Task → In exact form, please repeat the records from their opening line down to the line with "- Drop-oldest eviction", including that line.

Available data →
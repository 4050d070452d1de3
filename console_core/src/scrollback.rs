//! # Scrollback Buffer
//!
//! This module provides the bounded transcript shown above the input line.
//!
//! ## Design
//!
//! - Fixed-width lines (`cols` characters at most)
//! - Hard wrap on overflow, no word-boundary awareness
//! - Drop-oldest eviction once `max_lines` is exceeded
//! - One style for the whole block, taken from the most recent push
//! - No ANSI codes, just plain text

use crate::styling::Style;
use log::trace;
use std::collections::VecDeque;

/// Splits text into display lines of at most `cols` characters
///
/// Text is first split on `\n`; every resulting segment longer than `cols`
/// is cut into consecutive chunks of exactly `cols` characters, the last
/// chunk holding the remainder. Empty segments become empty lines.
pub fn wrap_lines(text: &str, cols: usize) -> Vec<String> {
    let cols = cols.max(1);
    let mut out = Vec::new();

    for segment in text.split('\n') {
        let chars: Vec<char> = segment.chars().collect();
        if chars.is_empty() {
            out.push(String::new());
            continue;
        }
        for chunk in chars.chunks(cols) {
            out.push(chunk.iter().collect());
        }
    }

    out
}

/// Scrollback buffer for transcript text
///
/// Holds at most `max_lines` lines of at most `cols` characters each.
#[derive(Debug, Clone)]
pub struct ScrollbackBuffer {
    /// Width in columns
    cols: usize,
    /// Maximum lines retained (older lines are dropped)
    max_lines: usize,
    /// Retained lines, oldest first
    lines: VecDeque<String>,
    /// Render style of the whole block
    style: Style,
}

impl ScrollbackBuffer {
    /// Create a new scrollback buffer
    ///
    /// # Arguments
    /// * `cols` - Width in columns (a width of 0 is treated as 1)
    /// * `max_lines` - Maximum lines to keep
    pub fn new(cols: usize, max_lines: usize) -> Self {
        Self {
            cols: cols.max(1),
            max_lines,
            lines: VecDeque::with_capacity(max_lines),
            style: Style::Normal,
        }
    }

    /// Get the number of columns
    pub fn cols(&self) -> usize {
        self.cols
    }

    /// Get the line bound
    pub fn max_lines(&self) -> usize {
        self.max_lines
    }

    /// Get the number of retained lines
    pub fn len(&self) -> usize {
        self.lines.len()
    }

    /// Check if the buffer holds no lines
    pub fn is_empty(&self) -> bool {
        self.lines.is_empty()
    }

    /// Current render style of the whole block
    pub fn style(&self) -> Style {
        self.style
    }

    /// Iterate over retained lines, oldest first
    pub fn lines(&self) -> impl Iterator<Item = &str> + '_ {
        self.lines.iter().map(String::as_str)
    }

    /// Push text, wrapping and evicting as needed
    ///
    /// Returns the number of display lines the text produced (some of
    /// which may already have been evicted if the text alone exceeds the
    /// bound).
    pub fn push(&mut self, text: &str, style: Style) -> usize {
        let wrapped = wrap_lines(text, self.cols);
        let produced = wrapped.len();
        self.lines.extend(wrapped);

        let mut evicted = 0;
        while self.lines.len() > self.max_lines {
            self.lines.pop_front();
            evicted += 1;
        }
        if evicted > 0 {
            trace!("scrollback evicted {} line(s)", evicted);
        }

        self.style = style;
        produced
    }

    /// Join the retained lines with line breaks
    pub fn render(&self) -> String {
        let mut out = String::new();
        for (i, line) in self.lines.iter().enumerate() {
            if i > 0 {
                out.push('\n');
            }
            out.push_str(line);
        }
        out
    }

    /// Clear all content
    pub fn clear(&mut self) {
        self.lines.clear();
    }
}

#[cfg(test)]
mod tests {
    use super::*;

    fn collect(buffer: &ScrollbackBuffer) -> Vec<String> {
        buffer.lines().map(str::to_string).collect()
    }

    #[test]
    fn test_scrollback_creation() {
        let buffer = ScrollbackBuffer::new(40, 9);
        assert_eq!(buffer.cols(), 40);
        assert_eq!(buffer.max_lines(), 9);
        assert!(buffer.is_empty());
        assert_eq!(buffer.render(), "");
    }

    #[test]
    fn test_short_text_adds_one_line() {
        let mut buffer = ScrollbackBuffer::new(40, 9);
        assert_eq!(buffer.push("hello", Style::Normal), 1);
        assert_eq!(collect(&buffer), vec!["hello"]);
    }

    #[test]
    fn test_exact_width_is_not_wrapped() {
        let mut buffer = ScrollbackBuffer::new(40, 9);
        let text = "x".repeat(40);
        assert_eq!(buffer.push(&text, Style::Normal), 1);
        assert_eq!(collect(&buffer), vec![text]);
    }

    #[test]
    fn test_hard_wrap_into_full_chunks_and_remainder() {
        let mut buffer = ScrollbackBuffer::new(10, 9);
        let text = "abcdefghij".repeat(2) + "xyz";
        assert_eq!(buffer.push(&text, Style::Normal), 3);
        assert_eq!(collect(&buffer), vec!["abcdefghij", "abcdefghij", "xyz"]);
    }

    #[test]
    fn test_wrap_counts_characters_not_bytes() {
        let lines = wrap_lines(&"é".repeat(45), 40);
        assert_eq!(lines.len(), 2);
        assert_eq!(lines[0].chars().count(), 40);
        assert_eq!(lines[1].chars().count(), 5);
    }

    #[test]
    fn test_embedded_newlines_split_segments() {
        let mut buffer = ScrollbackBuffer::new(40, 9);
        assert_eq!(buffer.push("one\ntwo\nthree", Style::Normal), 3);
        assert_eq!(collect(&buffer), vec!["one", "two", "three"]);
    }

    #[test]
    fn test_empty_segments_are_kept() {
        let mut buffer = ScrollbackBuffer::new(40, 9);
        assert_eq!(buffer.push("", Style::Normal), 1);
        assert_eq!(buffer.push("a\n", Style::Normal), 2);
        assert_eq!(collect(&buffer), vec!["", "a", ""]);
    }

    #[test]
    fn test_eviction_keeps_most_recent_in_order() {
        let mut buffer = ScrollbackBuffer::new(40, 9);
        for i in 1..=12 {
            buffer.push(&i.to_string(), Style::Normal);
        }

        assert_eq!(buffer.len(), 9);
        let expected: Vec<String> = (4..=12).map(|i| i.to_string()).collect();
        assert_eq!(collect(&buffer), expected);
    }

    #[test]
    fn test_single_push_larger_than_bound() {
        let mut buffer = ScrollbackBuffer::new(2, 3);
        buffer.push("aabbccdd", Style::Normal);
        assert_eq!(collect(&buffer), vec!["bb", "cc", "dd"]);
    }

    #[test]
    fn test_bound_holds_for_mixed_pushes() {
        let mut buffer = ScrollbackBuffer::new(5, 4);
        let mut pushed = Vec::new();
        for text in ["a", "bbbbbbb", "c\nd", "", "eeeeeeeeeeee", "f"] {
            pushed.extend(wrap_lines(text, 5));
            buffer.push(text, Style::Normal);
            assert!(buffer.len() <= 4);
            let tail = pushed[pushed.len().saturating_sub(4)..].to_vec();
            assert_eq!(collect(&buffer), tail);
        }
    }

    #[test]
    fn test_style_tracks_latest_push() {
        let mut buffer = ScrollbackBuffer::new(40, 9);
        buffer.push("> 1/0", Style::Dim);
        assert_eq!(buffer.style(), Style::Dim);
        buffer.push("Err: division by zero", Style::Error);
        assert_eq!(buffer.style(), Style::Error);
    }

    #[test]
    fn test_render_joins_lines() {
        let mut buffer = ScrollbackBuffer::new(40, 9);
        buffer.push("> 1+1", Style::Dim);
        buffer.push("2", Style::Normal);
        assert_eq!(buffer.render(), "> 1+1\n2");
    }

    #[test]
    fn test_zero_width_is_clamped() {
        let mut buffer = ScrollbackBuffer::new(0, 9);
        assert_eq!(buffer.cols(), 1);
        assert_eq!(buffer.push("ab", Style::Normal), 2);
    }

    #[test]
    fn test_clear() {
        let mut buffer = ScrollbackBuffer::new(40, 9);
        buffer.push("Line 1", Style::Normal);
        buffer.clear();
        assert!(buffer.is_empty());
    }
}
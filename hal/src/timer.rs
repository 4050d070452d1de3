//! # Delay
//!
//! Hardware abstraction for the console's cooperative yield.
//!
//! ## Philosophy
//!
//! **Time is a service, not a global variable.**
//!
//! The console loop sleeps briefly between polls so the board's background
//! tasks (USB, display DMA) get a turn. The sleep is a courtesy, not a
//! correctness requirement: it guarantees only that at least the requested
//! time passes.

/// Delay provider trait
///
/// # Implementation Notes
///
/// - May block the calling thread for at least `ms` milliseconds
/// - Must not fail
/// - Simulated implementations may return immediately and only account time
pub trait Delay {
    /// Blocks for at least `ms` milliseconds
    fn delay_ms(&mut self, ms: u64);
}

impl<D: Delay + ?Sized> Delay for &mut D {
    fn delay_ms(&mut self, ms: u64) {
        (**self).delay_ms(ms)
    }
}
//! # Input Script Parser
//!
//! Provides a simple scripted keystroke format for deterministic sessions.
//!
//! ## Format
//!
//! Scripts are line-based, with each line representing one input action:
//! - Key names: `Enter`, `Backspace` (or `Del`), `Tab`, `Space`
//! - Single characters: `a`, `7`, `(`; shifted legends press Shift for you
//! - Modifiers: `Shift+a`, `Fn+x`, `Ctrl+c`, `Opt+o`, `Alt+z`
//! - Text strings: `"x = 5"` (expanded to individual key presses)
//! - Comments: `# This is a comment`
//! - Delays: `wait 100ms`, `wait 1s`
//!
//! ## Example
//!
//! ```text
//! # Bind a name and read it back
//! "x = 5"
//! Enter
//! wait 100ms
//! x
//! Enter
//! ```

use hal::{scancode_for_char, scancode_for_key, HalScancode};
use input_types::{LogicalKey, Modifiers};
use std::collections::VecDeque;
use thiserror::Error;

/// Input script error types
#[derive(Debug, Error, PartialEq, Eq)]
pub enum InputScriptError {
    #[error("Invalid key name: {0}")]
    InvalidKeyName(String),

    #[error("Invalid modifier: {0}")]
    InvalidModifier(String),

    #[error("Parse error at line {line}: {message}")]
    ParseError { line: usize, message: String },

    #[error("Empty script")]
    EmptyScript,

    #[error("Invalid delay format: {0}")]
    InvalidDelay(String),
}

/// A single scripted input action
#[derive(Debug, Clone, Copy, PartialEq, Eq)]
pub enum ScriptedInput {
    /// Tap a matrix key while holding modifiers
    Key(HalScancode, Modifiers),
    /// Wait for a duration (in milliseconds)
    Wait(u64),
}

impl ScriptedInput {
    /// The tap that types `c`, with Shift when the legend needs it
    pub fn for_char(c: char) -> Option<Self> {
        scancode_for_char(c).map(|(scancode, shift)| Self::key(scancode, shift))
    }

    /// The tap that produces a logical key
    pub fn for_key(key: LogicalKey) -> Option<Self> {
        scancode_for_key(key).map(|(scancode, shift)| Self::key(scancode, shift))
    }

    fn key(scancode: HalScancode, shift: bool) -> Self {
        let modifiers = if shift {
            Modifiers::SHIFT
        } else {
            Modifiers::none()
        };
        Self::Key(scancode, modifiers)
    }
}

/// Input script
///
/// Parses and provides scripted input for deterministic sessions.
#[derive(Debug, Clone, Default)]
pub struct InputScript {
    inputs: VecDeque<ScriptedInput>,
}

impl InputScript {
    /// Creates a new empty input script
    pub fn new() -> Self {
        Self::default()
    }

    /// Parses a script from text
    pub fn from_text(text: &str) -> Result<Self, InputScriptError> {
        let mut inputs = VecDeque::new();

        for (line_num, line) in text.lines().enumerate() {
            let line = line.trim();

            // A lone `#` is the key, not a comment
            if line.is_empty() || (line.starts_with('#') && line != "#") {
                continue;
            }

            inputs.extend(Self::parse_line(line, line_num + 1)?);
        }

        if inputs.is_empty() {
            return Err(InputScriptError::EmptyScript);
        }

        Ok(Self { inputs })
    }

    /// Parses a single line of script
    fn parse_line(line: &str, line_num: usize) -> Result<Vec<ScriptedInput>, InputScriptError> {
        let parse_error = |e: InputScriptError| InputScriptError::ParseError {
            line: line_num,
            message: e.to_string(),
        };

        if let Some(duration) = line.strip_prefix("wait ") {
            let millis = Self::parse_duration(duration).map_err(parse_error)?;
            return Ok(vec![ScriptedInput::Wait(millis)]);
        }

        if line.len() >= 2 && line.starts_with('"') && line.ends_with('"') {
            let text = &line[1..line.len() - 1];
            return text
                .chars()
                .map(|c| {
                    ScriptedInput::for_char(c)
                        .ok_or_else(|| parse_error(InputScriptError::InvalidKeyName(c.to_string())))
                })
                .collect();
        }

        let (modifiers, key_name) = Self::parse_modifiers(line)?;
        let input = Self::parse_key(key_name).map_err(parse_error)?;

        Ok(vec![match input {
            ScriptedInput::Key(scancode, implied) => {
                ScriptedInput::Key(scancode, modifiers.with(implied))
            }
            wait => wait,
        }])
    }

    /// Parses modifiers from a key string (e.g., "Fn+x" → (Modifiers::FN, "x"))
    fn parse_modifiers(input: &str) -> Result<(Modifiers, &str), InputScriptError> {
        let mut modifiers = Modifiers::none();

        // `+` alone, or a trailing `++`, names the plus key
        let (prefix, key) = match input.strip_suffix("++") {
            Some(prefix) => (prefix, "+"),
            None => match input.rsplit_once('+') {
                Some((prefix, key)) if !prefix.is_empty() => (prefix, key),
                _ => return Ok((modifiers, input)),
            },
        };

        for modifier_str in prefix.split('+') {
            modifiers = match modifier_str.trim().to_lowercase().as_str() {
                "shift" => modifiers.with(Modifiers::SHIFT),
                "fn" => modifiers.with(Modifiers::FN),
                "ctrl" | "control" => modifiers.with(Modifiers::CTRL),
                "opt" | "option" => modifiers.with(Modifiers::OPT),
                "alt" => modifiers.with(Modifiers::ALT),
                other => return Err(InputScriptError::InvalidModifier(other.to_string())),
            };
        }

        Ok((modifiers, key.trim()))
    }

    /// Parses a key name
    fn parse_key(name: &str) -> Result<ScriptedInput, InputScriptError> {
        let key = match name.to_lowercase().as_str() {
            "enter" | "return" => LogicalKey::Enter,
            "backspace" | "back" | "del" | "delete" => LogicalKey::Backspace,
            "tab" => LogicalKey::Tab,
            "space" => LogicalKey::Space,
            _ => {
                let mut chars = name.chars();
                match (chars.next(), chars.next()) {
                    (Some(c), None) => LogicalKey::Char(c),
                    _ => return Err(InputScriptError::InvalidKeyName(name.to_string())),
                }
            }
        };

        ScriptedInput::for_key(key).ok_or_else(|| InputScriptError::InvalidKeyName(name.to_string()))
    }

    /// Parses a duration string (e.g., "100ms", "1s")
    fn parse_duration(s: &str) -> Result<u64, InputScriptError> {
        let s = s.trim().to_lowercase();

        if let Some(ms_str) = s.strip_suffix("ms") {
            ms_str
                .trim()
                .parse::<u64>()
                .map_err(|_| InputScriptError::InvalidDelay(s.to_string()))
        } else if let Some(s_str) = s.strip_suffix('s') {
            s_str
                .trim()
                .parse::<u64>()
                .map(|s| s.saturating_mul(1000))
                .map_err(|_| InputScriptError::InvalidDelay(s.to_string()))
        } else {
            Err(InputScriptError::InvalidDelay(s.to_string()))
        }
    }

    /// Returns the next input, if any
    pub fn next_input(&mut self) -> Option<ScriptedInput> {
        self.inputs.pop_front()
    }

    /// Returns true if the script has more inputs
    pub fn has_more(&self) -> bool {
        !self.inputs.is_empty()
    }

    /// Returns the number of remaining inputs
    pub fn remaining(&self) -> usize {
        self.inputs.len()
    }
}

#[cfg(test)]
mod tests {
    use super::*;

    fn tap(c: char) -> ScriptedInput {
        ScriptedInput::for_char(c).unwrap()
    }

    fn named(key: LogicalKey) -> ScriptedInput {
        ScriptedInput::for_key(key).unwrap()
    }

    #[test]
    fn test_parse_single_key() {
        let mut script = InputScript::from_text("a").unwrap();
        assert_eq!(script.remaining(), 1);
        let (scancode, _) = scancode_for_char('a').unwrap();
        assert_eq!(
            script.next_input().unwrap(),
            ScriptedInput::Key(scancode, Modifiers::none())
        );
    }

    #[test]
    fn test_shifted_character_implies_shift() {
        let mut script = InputScript::from_text("(").unwrap();
        let (scancode, shift) = scancode_for_char('(').unwrap();
        assert!(shift);
        assert_eq!(
            script.next_input().unwrap(),
            ScriptedInput::Key(scancode, Modifiers::SHIFT)
        );
    }

    #[test]
    fn test_parse_special_keys() {
        let mut script = InputScript::from_text("Enter\nDel\nBackspace\nTab\nSpace").unwrap();
        assert_eq!(script.remaining(), 5);
        assert_eq!(script.next_input().unwrap(), named(LogicalKey::Enter));
        assert_eq!(script.next_input().unwrap(), named(LogicalKey::Backspace));
        assert_eq!(script.next_input().unwrap(), named(LogicalKey::Backspace));
        assert_eq!(script.next_input().unwrap(), named(LogicalKey::Tab));
        assert_eq!(script.next_input().unwrap(), named(LogicalKey::Space));
    }

    #[test]
    fn test_parse_modifiers() {
        let mut script = InputScript::from_text("Ctrl+c\nFn+x\nShift+a\nOpt+Alt+z").unwrap();
        assert_eq!(script.remaining(), 4);

        let (c, _) = scancode_for_char('c').unwrap();
        let (x, _) = scancode_for_char('x').unwrap();
        let (a, _) = scancode_for_char('a').unwrap();
        let (z, _) = scancode_for_char('z').unwrap();
        assert_eq!(script.next_input().unwrap(), ScriptedInput::Key(c, Modifiers::CTRL));
        assert_eq!(script.next_input().unwrap(), ScriptedInput::Key(x, Modifiers::FN));
        assert_eq!(script.next_input().unwrap(), ScriptedInput::Key(a, Modifiers::SHIFT));
        assert_eq!(
            script.next_input().unwrap(),
            ScriptedInput::Key(z, Modifiers::OPT.with(Modifiers::ALT))
        );
    }

    #[test]
    fn test_plus_key() {
        let mut script = InputScript::from_text("+\nShift++").unwrap();
        assert_eq!(script.next_input().unwrap(), tap('+'));
        assert_eq!(script.next_input().unwrap(), tap('+'));
    }

    #[test]
    fn test_parse_quoted_string() {
        let mut script = InputScript::from_text(r#""x = 5""#).unwrap();
        assert_eq!(script.remaining(), 5);
        assert_eq!(script.next_input().unwrap(), tap('x'));
        assert_eq!(script.next_input().unwrap(), named(LogicalKey::Space));
    }

    #[test]
    fn test_quoted_string_with_unknown_character() {
        let result = InputScript::from_text("\"ä\"");
        assert!(matches!(result, Err(InputScriptError::ParseError { line: 1, .. })));
    }

    #[test]
    fn test_parse_wait() {
        let mut script = InputScript::from_text("wait 100ms\nwait 2s").unwrap();
        assert_eq!(script.next_input().unwrap(), ScriptedInput::Wait(100));
        assert_eq!(script.next_input().unwrap(), ScriptedInput::Wait(2000));
    }

    #[test]
    fn test_parse_comments() {
        let script = InputScript::from_text("# Comment\na\n# Another comment\nb").unwrap();
        assert_eq!(script.remaining(), 2);
    }

    #[test]
    fn test_hash_key_is_not_a_comment() {
        let mut script = InputScript::from_text("#").unwrap();
        assert_eq!(script.next_input().unwrap(), tap('#'));
    }

    #[test]
    fn test_parse_empty_lines() {
        let script = InputScript::from_text("a\n\nb\n\n\nc").unwrap();
        assert_eq!(script.remaining(), 3);
    }

    #[test]
    fn test_empty_script_error() {
        assert_eq!(
            InputScript::from_text("").unwrap_err(),
            InputScriptError::EmptyScript
        );
        assert_eq!(
            InputScript::from_text("# Just comments\n# Nothing else").unwrap_err(),
            InputScriptError::EmptyScript
        );
    }

    #[test]
    fn test_invalid_key_name() {
        let result = InputScript::from_text("a\nEscape");
        assert!(matches!(result, Err(InputScriptError::ParseError { line: 2, .. })));
    }

    #[test]
    fn test_invalid_modifier() {
        let result = InputScript::from_text("Hyper+a");
        assert!(matches!(result, Err(InputScriptError::InvalidModifier(_))));
    }

    #[test]
    fn test_invalid_delay() {
        let result = InputScript::from_text("wait abc");
        assert!(matches!(result, Err(InputScriptError::ParseError { .. })));
    }

    #[test]
    fn test_complex_script() {
        let script = InputScript::from_text(
            r#"
            # Bind and read back
            "x = 5"
            Enter
            wait 50ms
            x
            Enter
        "#,
        )
        .unwrap();

        // 5 chars + Enter + wait + x + Enter = 9
        assert_eq!(script.remaining(), 9);
    }
}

Response →
repository 4050d070452d1de3
filename console_core/src/scrollback.rs
//! # Scrollback Buffer
//!
//! This module provides the bounded transcript shown above the input line.
//!
//! ## Design
//!
//! - Fixed-width lines (`cols` characters at most)
//! - Hard wrap on overflow, no word-boundary awareness
//! - Drop-oldest eviction once `max_lines` is exceeded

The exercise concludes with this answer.